Wrenn recalled that a supervisor yelled over to him: “Hey, can you drive these things?”

‘”Guess I can,” Wrenn said, and climbed in.

He was too young to drive out of state, so he started making local runs, mostly to Norfolk. When he turned 21, his boss asked, “How would you like to go to New York?”

This was before interstate highways and none of the three big rigs had heat or air conditioning. There were also no locks on the rear doors.

“You’d be sitting at a stoplight, and, when you got where you were going, the back doors were swinging wide open, and some of the meat was gone,” he said, shaking his head.

There was more snow in those days, Wrenn said, and the snow plows on the roads weren’t as efficient as they are today. Plowing through meant just that.

Wrenn adopted a motto that he says has helped keep his driving safe stay steady.

“I always tried to stay under 60 or 65,” he said.

Wrenn said he liked going to New York better than driving south. In the city, people worked around the clock. Down south, nobody went to work until 9 a.m.

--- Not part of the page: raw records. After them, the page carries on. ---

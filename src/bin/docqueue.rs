//! docqueue - administer and exercise the file-processing queue.
//!
//! Configuration comes from `DOCQUEUE_*` environment variables (see `QueueConfig`);
//! `--database-url` overrides `DOCQUEUE_DATABASE_URL`.

use std::env;

use anyhow::{Context, Result, bail};
use clap::{Args, Parser, Subcommand, ValueEnum};
use tracing::info;

use docqueue::{
    DequeueRequest, EnqueueRequest, Outcome, Priority, QueueConfig, QueueContext, QueueMode,
    QueueSession, QueueStatus, SetStatusRequest, WorkflowSelector, WorkflowType, observability,
};

#[derive(Debug, Parser)]
#[command(name = "docqueue")]
#[command(about = "Distributed file-processing queue on Postgres.")]
struct Cli {
    #[arg(long, env = "DOCQUEUE_DATABASE_URL", global = true)]
    database_url: Option<String>,
    #[command(subcommand)]
    command: Command,
}

#[derive(Debug, Subcommand)]
enum Command {
    /// Apply pending schema migrations.
    Migrate,
    #[command(subcommand)]
    Workflow(WorkflowCommand),
    #[command(subcommand)]
    Action(ActionCommand),
    /// Queue files for an action.
    Enqueue {
        #[arg(long)]
        action: String,
        #[command(flatten)]
        scope: Scope,
        #[arg(long)]
        priority: Option<Priority>,
        #[arg(long)]
        size_bytes: Option<i64>,
        #[arg(long)]
        page_count: Option<i32>,
        /// Re-queue files that are currently being processed.
        #[arg(long)]
        force: bool,
        #[arg(required = true)]
        paths: Vec<String>,
    },
    /// Claim files as a short-lived worker and report an outcome for each.
    Dequeue {
        #[arg(long)]
        action: String,
        #[command(flatten)]
        scope: Scope,
        #[arg(long, default_value_t = 1)]
        max: usize,
        /// Claim skipped files instead of pending ones.
        #[arg(long)]
        skipped: bool,
        /// With --skipped, only files skipped by this user.
        #[arg(long, requires = "skipped")]
        skipped_by: Option<String>,
        #[arg(long, value_enum, default_value_t = Then::Requeue)]
        then: Then,
    },
    /// Change one file's status.
    SetStatus {
        #[arg(long)]
        path: String,
        #[arg(long)]
        action: String,
        #[command(flatten)]
        scope: Scope,
        #[arg(long)]
        to: QueueStatus,
        /// Only change the record if it currently has this status.
        #[arg(long)]
        expect: Option<QueueStatus>,
        #[arg(long)]
        force: bool,
        #[arg(long)]
        comment: Option<String>,
    },
    /// Change the status of every file of an action's workflow.
    SetStatusAll {
        #[arg(long)]
        action: String,
        #[command(flatten)]
        scope: Scope,
        #[arg(long)]
        to: QueueStatus,
        #[arg(long)]
        priority: Option<Priority>,
    },
    /// Print per-status counters for an action as JSON.
    Stats {
        #[arg(long)]
        action: String,
        #[command(flatten)]
        scope: Scope,
    },
    /// Revert work held by workers whose heartbeat went stale.
    RevertStale,
    /// Rebuild statistics counters from the ledger.
    Recalc {
        /// Limit the rebuild to one action; all actions otherwise.
        #[arg(long)]
        action: Option<String>,
        #[command(flatten)]
        scope: Scope,
    },
    /// Delete a file and all of its queue records.
    Purge {
        #[arg(long)]
        path: String,
    },
}

#[derive(Debug, Subcommand)]
enum WorkflowCommand {
    Create {
        #[arg(long)]
        name: String,
        #[arg(long, default_value = "undefined")]
        workflow_type: WorkflowType,
        #[arg(long)]
        track_history: bool,
    },
    List,
}

#[derive(Debug, Subcommand)]
enum ActionCommand {
    Create {
        #[arg(long)]
        name: String,
        #[command(flatten)]
        scope: Scope,
    },
    List {
        #[command(flatten)]
        scope: Scope,
    },
}

#[derive(Debug, Args)]
struct Scope {
    /// Workflow to operate in; the legacy global scope when omitted.
    #[arg(long, conflicts_with = "all_workflows")]
    workflow: Option<String>,
    #[arg(long)]
    all_workflows: bool,
}

impl Scope {
    fn selector(&self) -> WorkflowSelector {
        match (&self.workflow, self.all_workflows) {
            (_, true) => WorkflowSelector::All,
            (Some(name), false) => WorkflowSelector::named(name),
            (None, false) => WorkflowSelector::Global,
        }
    }
}

#[derive(Clone, Copy, Debug, ValueEnum)]
enum Then {
    Completed,
    Failed,
    Skipped,
    Requeue,
}

impl Then {
    fn outcome(self) -> Outcome {
        match self {
            Then::Completed => Outcome::Completed,
            Then::Failed => Outcome::Failed {
                comment: Some("reported from the command line".to_string()),
            },
            Then::Skipped => Outcome::Skipped,
            Then::Requeue => Outcome::Requeue,
        }
    }
}

fn load_config(database_url: Option<String>) -> Result<QueueConfig> {
    dotenvy::dotenv().ok();
    QueueConfig::from_lookup(|key| match (key, &database_url) {
        ("DOCQUEUE_DATABASE_URL", Some(url)) => Some(url.clone()),
        _ => env::var(key).ok(),
    })
}

#[tokio::main]
async fn main() -> Result<()> {
    observability::init();
    let cli = Cli::parse();
    let config = load_config(cli.database_url.clone())?;

    let ctx = QueueContext::connect_and_migrate(config)
        .await
        .context("connect to queue database")?;
    let mut session = ctx.session();
    let result = run(&mut session, cli.command).await;
    // Leave nothing claimed behind if a command failed halfway.
    session.unregister_worker().await.ok();
    drop(session);
    ctx.shutdown().await;
    result
}

async fn run(session: &mut QueueSession, command: Command) -> Result<()> {
    match command {
        Command::Migrate => {
            info!("migrations applied");
        }
        Command::Workflow(WorkflowCommand::Create {
            name,
            workflow_type,
            track_history,
        }) => {
            let workflow = session
                .get_or_create_workflow(&name, workflow_type)
                .await
                .context("create workflow")?;
            if workflow.track_history != track_history {
                session
                    .set_history_tracking(&workflow.name, track_history)
                    .await
                    .context("set history tracking")?;
            }
            println!("{}\t{}", workflow.id, workflow.name);
        }
        Command::Workflow(WorkflowCommand::List) => {
            for workflow in session.list_workflows().await? {
                println!(
                    "{}\t{}\t{}\thistory={}",
                    workflow.id, workflow.name, workflow.workflow_type, workflow.track_history
                );
            }
        }
        Command::Action(ActionCommand::Create { name, scope }) => {
            if scope.all_workflows {
                bail!("an action is created in one workflow or globally");
            }
            let action = session
                .get_or_create_action(&name, &scope.selector())
                .await
                .context("create action")?;
            println!("{}\t{}", action.id, action.name);
        }
        Command::Action(ActionCommand::List { scope }) => {
            for action in session.list_actions(&scope.selector()).await? {
                let workflow = action
                    .workflow_id
                    .map(|id| id.to_string())
                    .unwrap_or_else(|| "-".to_string());
                println!("{}\t{}\t{}", action.id, action.name, workflow);
            }
        }
        Command::Enqueue {
            action,
            scope,
            priority,
            size_bytes,
            page_count,
            force,
            paths,
        } => {
            for path in paths {
                let mut request = EnqueueRequest::new(&path, &action).in_workflow(scope.selector());
                request.priority = priority;
                request.size_bytes = size_bytes;
                request.page_count = page_count;
                request.force = force;
                let outcome = session
                    .enqueue(&request)
                    .await
                    .with_context(|| format!("enqueue {path}"))?;
                println!(
                    "{path}\t{} -> {}{}",
                    outcome.previous,
                    outcome.status,
                    if outcome.queued { "" } else { " (still processing)" }
                );
            }
        }
        Command::Dequeue {
            action,
            scope,
            max,
            skipped,
            skipped_by,
            then,
        } => {
            let mode = match (skipped, skipped_by) {
                (true, Some(user)) => QueueMode::SkippedForUser(user),
                (true, None) => QueueMode::SkippedAnyUser,
                (false, _) => QueueMode::PendingAnyUser,
            };
            session.register_worker().await?;
            let request = DequeueRequest::new(&action, max)
                .in_workflow(scope.selector())
                .with_mode(mode);
            let files = session.dequeue(&request).await.context("dequeue")?;
            let outcome = then.outcome();
            for file in &files {
                println!("{}", serde_json::to_string(file)?);
                session
                    .report_outcome(file, &outcome)
                    .await
                    .with_context(|| format!("report outcome for {}", file.path))?;
            }
            info!(claimed = files.len(), outcome = ?then, "dequeue finished");
        }
        Command::SetStatus {
            path,
            action,
            scope,
            to,
            expect,
            force,
            comment,
        } => {
            let mut request = SetStatusRequest::new(&path, &action, to).in_workflow(scope.selector());
            request.expected_from = expect;
            request.force = force;
            request.comment = comment;
            for (action_id, outcome) in session.set_status(&request).await? {
                println!(
                    "action {action_id}\t{} -> {}{}",
                    outcome.previous,
                    outcome.status,
                    if outcome.changed { "" } else { " (unchanged)" }
                );
            }
        }
        Command::SetStatusAll {
            action,
            scope,
            to,
            priority,
        } => {
            let changed = session
                .set_status_for_all_files(&action, &scope.selector(), to, priority)
                .await?;
            println!("{changed} records changed");
        }
        Command::Stats { action, scope } => {
            let stats = session
                .get_aggregate_stats(&action, &scope.selector())
                .await?;
            println!("{}", serde_json::to_string_pretty(&stats)?);
        }
        Command::RevertStale => {
            let report = session.context().revert_stale_leases().await?;
            println!("{}", serde_json::to_string_pretty(&report)?);
        }
        Command::Recalc { action, scope } => {
            let written = session
                .recalc_statistics(action.as_deref(), &scope.selector())
                .await?;
            println!("{written} counter rows rebuilt");
        }
        Command::Purge { path } => {
            if session.purge_file(&path).await? {
                println!("purged {path}");
            } else {
                println!("{path} is not in the queue");
            }
        }
    }
    Ok(())
}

And those were the days when there was nowhere a black trucker could go inside, sit down and eat. The restaurants that opened their doors to blacks opened their back doors, and he ate with the cooks. Not always a bad thing, he said, smiling.

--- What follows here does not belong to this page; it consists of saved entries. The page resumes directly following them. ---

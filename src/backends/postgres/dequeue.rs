use async_trait::async_trait;
use sqlx::Row;

use super::PostgresBackend;
use super::rows::{HistoryEntry, append_history, apply_stat_deltas, parse_priority};
use crate::backends::base::{DequeueBackend, DequeueClaim, LockMode, QueueError, QueueResult};
use crate::ledger::StatDeltas;
use crate::model::{ActionId, DequeueOrder, FileId, QueueStatus, QueuedFile, WorkflowId};
use crate::observability::obs;

impl PostgresBackend {
    /// Claim up to `max_count` records for the caller's lease in one statement.
    ///
    /// Optimistic claims skip rows another worker is locking; claims made under
    /// the advisory lock wait for them instead. The caller's lease must still be
    /// registered; a swept lease yields `LeaseLost` instead of orphaned claims.
    #[obs]
    async fn claim_records(
        &self,
        claim: &DequeueClaim,
        mode: LockMode,
    ) -> QueueResult<Vec<QueuedFile>> {
        if claim.max_count == 0 || claim.action_ids.is_empty() {
            return Ok(Vec::new());
        }
        let source = claim.mode.source_status();
        let order_clause = match claim.order {
            DequeueOrder::Sequence => "qr.priority DESC, qr.sequence",
            DequeueOrder::Random => "qr.priority DESC, random()",
        };
        let lock_clause = match mode {
            LockMode::Unlocked => "FOR UPDATE OF qr SKIP LOCKED",
            LockMode::Locked => "FOR UPDATE OF qr",
        };
        let sql = format!(
            r#"
            WITH candidates AS (
                SELECT qr.file_id, qr.action_id
                FROM queue_records qr
                JOIN files f ON f.id = qr.file_id
                WHERE qr.action_id = ANY($1)
                  AND qr.status = $2
                  AND ($3::TEXT IS NULL OR qr.skipped_by = $3)
                  AND NOT f.deleted
                  AND NOT EXISTS (
                      SELECT 1 FROM worker_leases wl
                      WHERE wl.id = qr.lease_id
                        AND wl.last_heartbeat > NOW() - make_interval(secs => $4)
                  )
                ORDER BY {order_clause}
                LIMIT $5
                {lock_clause}
            ),
            claimed AS (
                UPDATE queue_records qr
                SET status = 'processing',
                    lease_id = $6,
                    comment = NULL,
                    skipped_by = NULL,
                    updated_at = NOW()
                FROM candidates c
                WHERE qr.file_id = c.file_id AND qr.action_id = c.action_id
                RETURNING qr.file_id, qr.action_id, qr.priority, qr.sequence
            )
            SELECT c.file_id, c.action_id, c.priority, c.sequence,
                   f.path, f.size_bytes, f.page_count,
                   a.name AS action_name, a.workflow_id,
                   COALESCE(w.track_history, FALSE) AS track_history
            FROM claimed c
            JOIN files f ON f.id = c.file_id
            JOIN actions a ON a.id = c.action_id
            LEFT JOIN workflows w ON w.id = a.workflow_id
            ORDER BY c.priority DESC, c.sequence
            "#
        );
        let action_ids: Vec<i64> = claim.action_ids.iter().map(|id| id.0).collect();

        let mut tx = self.pool.begin().await?;
        // Holding the lease row blocks a concurrent sweep from deleting it mid-claim.
        Self::count_query(&self.query_counts, "select:worker_leases_claimant");
        let registered: Option<uuid::Uuid> =
            sqlx::query_scalar("SELECT id FROM worker_leases WHERE id = $1 FOR SHARE")
                .bind(claim.lease_id.0)
                .fetch_optional(&mut *tx)
                .await?;
        if registered.is_none() {
            tx.rollback().await?;
            return Err(QueueError::LeaseLost(claim.lease_id));
        }
        Self::count_query(&self.query_counts, "update:queue_records_claim");
        let rows = sqlx::query(&sql)
            .bind(&action_ids)
            .bind(source.as_str())
            .bind(claim.mode.user())
            .bind(claim.lease_timeout.as_secs_f64())
            .bind(claim.max_count as i64)
            .bind(claim.lease_id.0)
            .fetch_all(&mut *tx)
            .await?;

        let mut claimed = Vec::with_capacity(rows.len());
        let mut deltas = StatDeltas::default();
        let mut history = Vec::new();
        for row in &rows {
            let workflow_id: Option<i64> = row.try_get("workflow_id")?;
            let file = QueuedFile {
                file_id: FileId(row.try_get("file_id")?),
                path: row.try_get("path")?,
                size_bytes: row.try_get("size_bytes")?,
                page_count: row.try_get("page_count")?,
                action_id: ActionId(row.try_get("action_id")?),
                action_name: row.try_get("action_name")?,
                workflow_id: workflow_id.map(WorkflowId),
                priority: parse_priority(row.try_get("priority")?)?,
                sequence: row.try_get("sequence")?,
                lease_id: claim.lease_id,
            };
            deltas.record(
                file.action_id,
                Some(source),
                Some(QueueStatus::Processing),
                file.size_bytes,
                i64::from(file.page_count),
            );
            if row.try_get::<bool, _>("track_history")? {
                history.push(HistoryEntry {
                    file_id: file.file_id,
                    action_id: file.action_id,
                    from: source,
                    to: QueueStatus::Processing,
                    lease_id: Some(claim.lease_id),
                    comment: None,
                });
            }
            claimed.push(file);
        }
        apply_stat_deltas(&mut tx, &deltas).await?;
        append_history(&mut tx, history).await?;
        tx.commit().await?;
        Ok(claimed)
    }
}

#[async_trait]
impl DequeueBackend for PostgresBackend {
    async fn dequeue(&self, claim: &DequeueClaim, mode: LockMode) -> QueueResult<Vec<QueuedFile>> {
        self.claim_records(claim, mode).await
    }
}
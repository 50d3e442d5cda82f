//! chronaxis - synchronized, timeline-driven sequencing of cues.
//!
//! Clients register cues — keyed records each associated with an interval
//! on a numeric timeline — and subscribe to enter/exit notifications as a
//! moving point (position, velocity, acceleration evolving in real time)
//! traverses the timeline.
//!
//! This crate is the core of that system: an [`axis`] interval index
//! supporting batched insert/replace/delete of keyed cues and efficient
//! interval-relation queries, and a [`schedule`] that turns a motion
//! vector into timely enter/exit callbacks.

pub mod axis;
pub mod bucket;
pub mod cue;
pub mod events;
pub mod float_key;
pub mod index;
pub mod interval;
pub mod motion;
pub mod schedule;

#[cfg(test)]
mod scenarios;

/// Identifier type suitable for cue keys that want an opaque string handle.
pub type Id = String;

/// Generates a new unique identifier (UUID v4), for callers who want
/// opaque string cue keys rather than their own key type.
pub fn generate_id() -> Id {
    uuid::Uuid::new_v4().to_string()
}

In the South, discrimination was even worse. But he credits the company for never having made him feel any less of a professional because of his skin color.

“If I was driving, and they put a white helper on with me, they made it clear I was the boss,” Wrenn said.

He remembers one trip into North Carolina. A supervisor was riding with him, and they hadn’t eaten in hours, Wrenn said, but there was nowhere around that served blacks. The supervisor, a white man, improvised.

“We had a couple of pork tips left on the truck, so he went into a store and bought some aluminum foil,” Wrenn recalled. “We wrapped those tips in foil and cooked them on the manifold of the truck.”

It was a trick that Wrenn used many times.

Wrenn was so struck by the differences between New York and Smithfield that one time he took his daughter with him.

Shawn Wrenn was just a little girl then, but her father wanted to show her how fast-paced the lifestyle was, and how some people there slept on the streets, he said.

Last year, of the 160 drivers at Gwaltney, Wrenn was named company Driver of the Year. He got a cash prize, a plaque and a Caribbean cruise for himself and his wife, Myrteen.

In 2005, he was also named the Virginia Professional Driver of the Year by the Virginia Trucking Association.

“We call him the miracle worker,” Worrell said.